Окраина, куда нас занесло...
И города из нас не получилось,
И навсегда утрачено село.
Демографическая «перетряска» населения происходила весь XX в. В Вологодской области наибольший урон селу нанесли коллективизация, война, послевоенный голод, отток трудоспособных мужиков на целинные земли, на строительство Северной Магнитки — в Череповец, на Дальний Восток, в Архангельск, на шахты Воркуты. Только разжились в вологодском селе в 70-е гг., как придумали «неперспективные деревни» и опять разворошили старые пепелища. Одна рука власти сселяла людей и административно закрывала тысячи деревень, другая «возрождала » так называемое Нечерноземье. Владимир Крупин письмо мне со своей вятской родины начинал тогда такими словами: «Пишу тебе из зоны. Точка. Нечерноземной». И действительно, даже имя у коренных русских тогда отобрали, как у народа без рода и племени, окрестив их родину словом, составленным из отрицательного утверждения: нечерноземье. Правда, сейчас говорят еще хуже: субъект федерации. «Пишу тебе из субъекта. Точка. Федерации».
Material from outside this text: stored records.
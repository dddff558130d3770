//! The 8 life-direction groups (cung mệnh) and their fixed attributes.

use serde::{Deserialize, Serialize};
use std::fmt;

use crate::domain::foundation::{CompassDirection, Element};

/// One of the 8 life-direction groups, named by trigram.
#[derive(Debug, Clone, Copy, PartialEq, Eq, Hash, Serialize, Deserialize)]
#[serde(rename_all = "snake_case")]
pub enum Cung {
    /// Càn
    Qian,
    /// Khôn
    Kun,
    /// Cấn
    Gen,
    /// Chấn
    Zhen,
    /// Tốn
    Xun,
    /// Ly
    Li,
    /// Khảm
    Kan,
    /// Đoài
    Dui,
}

/// The two house groups of the Bát Trạch system.
#[derive(Debug, Clone, Copy, PartialEq, Eq, Hash, Serialize, Deserialize)]
#[serde(rename_all = "snake_case")]
pub enum HouseGroup {
    East,
    West,
}

impl HouseGroup {
    /// Returns the Vietnamese label.
    pub fn label(&self) -> &'static str {
        match self {
            HouseGroup::East => "Đông Tứ Trạch",
            HouseGroup::West => "Tây Tứ Trạch",
        }
    }
}

impl fmt::Display for HouseGroup {
    fn fmt(&self, f: &mut fmt::Formatter<'_>) -> fmt::Result {
        f.write_str(self.label())
    }
}

impl Cung {
    /// Returns all 8 groups.
    pub fn all() -> &'static [Cung] {
        &[
            Cung::Qian,
            Cung::Kun,
            Cung::Gen,
            Cung::Zhen,
            Cung::Xun,
            Cung::Li,
            Cung::Kan,
            Cung::Dui,
        ]
    }

    /// Returns the Vietnamese name.
    pub fn label(&self) -> &'static str {
        match self {
            Cung::Qian => "Càn",
            Cung::Kun => "Khôn",
            Cung::Gen => "Cấn",
            Cung::Zhen => "Chấn",
            Cung::Xun => "Tốn",
            Cung::Li => "Ly",
            Cung::Kan => "Khảm",
            Cung::Dui => "Đoài",
        }
    }

    /// Returns the group's fixed element.
    pub fn element(&self) -> Element {
        match self {
            Cung::Qian | Cung::Dui => Element::Metal,
            Cung::Kun | Cung::Gen => Element::Earth,
            Cung::Zhen | Cung::Xun => Element::Wood,
            Cung::Li => Element::Fire,
            Cung::Kan => Element::Water,
        }
    }

    /// Returns the group's fixed compass direction.
    pub fn direction(&self) -> CompassDirection {
        match self {
            Cung::Qian => CompassDirection::NorthWest,
            Cung::Kun => CompassDirection::SouthWest,
            Cung::Gen => CompassDirection::NorthEast,
            Cung::Zhen => CompassDirection::East,
            Cung::Xun => CompassDirection::SouthEast,
            Cung::Li => CompassDirection::South,
            Cung::Kan => CompassDirection::North,
            Cung::Dui => CompassDirection::West,
        }
    }

    /// Returns the house group. Khảm, Ly, Chấn, and Tốn form the East
    /// group; the other four form the West group.
    pub fn house_group(&self) -> HouseGroup {
        match self {
            Cung::Kan | Cung::Li | Cung::Zhen | Cung::Xun => HouseGroup::East,
            Cung::Qian | Cung::Kun | Cung::Gen | Cung::Dui => HouseGroup::West,
        }
    }
}

impl fmt::Display for Cung {
    fn fmt(&self, f: &mut fmt::Formatter<'_>) -> fmt::Result {
        f.write_str(self.label())
    }
}

#[cfg(test)]
mod tests {
    use super::*;

    #[test]
    fn attributes_match_bat_trach_reference() {
        assert_eq!(Cung::Qian.element(), Element::Metal);
        assert_eq!(Cung::Qian.direction(), CompassDirection::NorthWest);
        assert_eq!(Cung::Kun.element(), Element::Earth);
        assert_eq!(Cung::Kun.direction(), CompassDirection::SouthWest);
        assert_eq!(Cung::Gen.element(), Element::Earth);
        assert_eq!(Cung::Gen.direction(), CompassDirection::NorthEast);
        assert_eq!(Cung::Zhen.element(), Element::Wood);
        assert_eq!(Cung::Zhen.direction(), CompassDirection::East);
        assert_eq!(Cung::Xun.element(), Element::Wood);
        assert_eq!(Cung::Xun.direction(), CompassDirection::SouthEast);
        assert_eq!(Cung::Li.element(), Element::Fire);
        assert_eq!(Cung::Li.direction(), CompassDirection::South);
        assert_eq!(Cung::Kan.element(), Element::Water);
        assert_eq!(Cung::Kan.direction(), CompassDirection::North);
        assert_eq!(Cung::Dui.element(), Element::Metal);
        assert_eq!(Cung::Dui.direction(), CompassDirection::West);
    }

    #[test]
    fn east_group_has_exactly_four_members() {
        let east: Vec<_> = Cung::all()
            .iter()
            .filter(|c| c.house_group() == HouseGroup::East)
            .collect();
        assert_eq!(east.len(), 4);
        assert!(east.contains(&&Cung::Kan));
        assert!(east.contains(&&Cung::Li));
        assert!(east.contains(&&Cung::Zhen));
        assert!(east.contains(&&Cung::Xun));
    }

    #[test]
    fn each_cung_direction_is_unique() {
        for (i, a) in Cung::all().iter().enumerate() {
            for b in &Cung::all()[i + 1..] {
                assert_ne!(a.direction(), b.direction());
            }
        }
    }

    #[test]
    fn labels_are_vietnamese() {
        assert_eq!(Cung::Kun.label(), "Khôn");
        assert_eq!(format!("{}", Cung::Dui), "Đoài");
        assert_eq!(HouseGroup::East.label(), "Đông Tứ Trạch");
    }
}
use crate::constants::{
    DEFAULT_MAX_FREQUENCY_HZ, DEFAULT_MIN_FREQUENCY_HZ, MAX_ALLOWED_HZ, MIN_ALLOWED_HZ,
};
use serde::{Deserialize, Serialize};
use std::fmt;
use std::str::FromStr;
use thiserror::Error;

/// Oscillator shape used for the tone.
#[derive(Clone, Copy, Debug, Default, PartialEq, Eq, Serialize, Deserialize)]
#[serde(rename_all = "lowercase")]
pub enum WaveType {
    #[default]
    Sine,
    Square,
    Triangle,
    Sawtooth,
}

impl WaveType {
    pub const ALL: [WaveType; 4] = [
        WaveType::Sine,
        WaveType::Square,
        WaveType::Triangle,
        WaveType::Sawtooth,
    ];

    pub fn as_str(self) -> &'static str {
        match self {
            WaveType::Sine => "sine",
            WaveType::Square => "square",
            WaveType::Triangle => "triangle",
            WaveType::Sawtooth => "sawtooth",
        }
    }

    /// Human-facing label shown next to the waveform selector.
    pub fn label(self) -> &'static str {
        match self {
            WaveType::Sine => "Sine (Smooth)",
            WaveType::Square => "Square (Sharp)",
            WaveType::Triangle => "Triangle (Mellow)",
            WaveType::Sawtooth => "Sawtooth (Harsh)",
        }
    }
}

impl fmt::Display for WaveType {
    fn fmt(&self, f: &mut fmt::Formatter<'_>) -> fmt::Result {
        f.write_str(self.as_str())
    }
}

#[derive(Debug, Clone, PartialEq, Eq, Error)]
#[error("unknown waveform `{0}` (expected sine, square, triangle or sawtooth)")]
pub struct UnknownWaveType(pub String);

impl FromStr for WaveType {
    type Err = UnknownWaveType;

    fn from_str(s: &str) -> Result<Self, Self::Err> {
        WaveType::ALL
            .into_iter()
            .find(|w| w.as_str().eq_ignore_ascii_case(s.trim()))
            .ok_or_else(|| UnknownWaveType(s.to_string()))
    }
}

/// Rejections produced at the settings edit surface.
#[derive(Debug, Clone, PartialEq, Eq, Error)]
pub enum SettingsError {
    #[error("Minimum frequency must be less than maximum frequency")]
    InvertedRange { min: i64, max: i64 },
    #[error("Frequencies must be between 50Hz and 2000Hz")]
    OutOfRange { min: i64, max: i64 },
}

impl SettingsError {
    /// Short heading for toast-style notifications.
    pub fn title(&self) -> &'static str {
        match self {
            SettingsError::InvertedRange { .. } => "Invalid Settings",
            SettingsError::OutOfRange { .. } => "Invalid Range",
        }
    }
}

/// Persisted tone configuration. Field names match the stored JSON record.
#[derive(Clone, Copy, Debug, PartialEq, Eq, Serialize, Deserialize)]
#[serde(rename_all = "camelCase")]
pub struct AudioSettings {
    pub min_frequency: u32,
    pub max_frequency: u32,
    pub wave_type: WaveType,
}

impl Default for AudioSettings {
    fn default() -> Self {
        Self {
            min_frequency: DEFAULT_MIN_FREQUENCY_HZ,
            max_frequency: DEFAULT_MAX_FREQUENCY_HZ,
            wave_type: WaveType::Sine,
        }
    }
}

impl AudioSettings {
    /// Build settings from raw edit-surface values, which may be negative or
    /// far out of range.
    pub fn from_fields(
        min_hz: i64,
        max_hz: i64,
        wave_type: WaveType,
    ) -> Result<Self, SettingsError> {
        let (min, max) = (min_hz, max_hz);
        if min >= max {
            return Err(SettingsError::InvertedRange { min, max });
        }
        let out_of_range = SettingsError::OutOfRange { min, max };
        if min < i64::from(MIN_ALLOWED_HZ) || max > i64::from(MAX_ALLOWED_HZ) {
            return Err(out_of_range);
        }
        Ok(Self {
            min_frequency: u32::try_from(min).map_err(|_| out_of_range.clone())?,
            max_frequency: u32::try_from(max).map_err(|_| out_of_range)?,
            wave_type,
        })
    }

    pub fn validate(&self) -> Result<(), SettingsError> {
        Self::from_fields(
            self.min_frequency.into(),
            self.max_frequency.into(),
            self.wave_type,
        )
        .map(|_| ())
    }
}

#[cfg(test)]
mod tests {
    use super::*;

    #[test]
    fn wave_type_parses_case_insensitively() {
        assert_eq!("Sine".parse::<WaveType>(), Ok(WaveType::Sine));
        assert_eq!(" sawtooth ".parse::<WaveType>(), Ok(WaveType::Sawtooth));
        assert!("saw".parse::<WaveType>().is_err());
    }

    #[test]
    fn inverted_range_is_reported_before_bounds() {
        let s = AudioSettings {
            min_frequency: 3000,
            max_frequency: 10,
            wave_type: WaveType::Sine,
        };
        assert_eq!(
            s.validate(),
            Err(SettingsError::InvertedRange { min: 3000, max: 10 })
        );
    }

    #[test]
    fn negative_field_is_out_of_range_not_defaulted() {
        assert_eq!(
            AudioSettings::from_fields(-40, 1000, WaveType::Sine),
            Err(SettingsError::OutOfRange { min: -40, max: 1000 })
        );
        assert_eq!(
            AudioSettings::from_fields(200, -40, WaveType::Sine),
            Err(SettingsError::InvertedRange { min: 200, max: -40 })
        );
        assert_eq!(
            AudioSettings::from_fields(1500, 2000, WaveType::Square),
            Ok(AudioSettings {
                min_frequency: 1500,
                max_frequency: 2000,
                wave_type: WaveType::Square,
            })
        );
    }
}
Сегодня те, кто когда-то уехал из родных мест, возвращаются обратно. Но приезжают они в новом социальном статусе дачников. Пожить на природе, подышать свежим воздухом, вырастить в тепличке помидорчики-огурчики... С таким умилением об этом явлении, захлестнувшим северные деревни, обычно и пишется. Но есть в таком «возвращении » нечто эгоистическое. Пожил, мол, я в городах, устал от шума и многолюдья, теперь возвращаюсь на заслуженный покой в родное село, строю свой «домик в деревне», а вы меня, земляки, встречайте здесь и привечайте.
И встречают, и привечают дачника такие же пенсионеры, его ровесники, только сельские. Всю жизнь отбухавшие здесь, в голод и холод, на родине, добрые рубцовские Фили «без претензий и льгот» и, естественно, «без газа и ванной». Родина многих прощает и не выдает лимит для возвращения «блудных сыновей».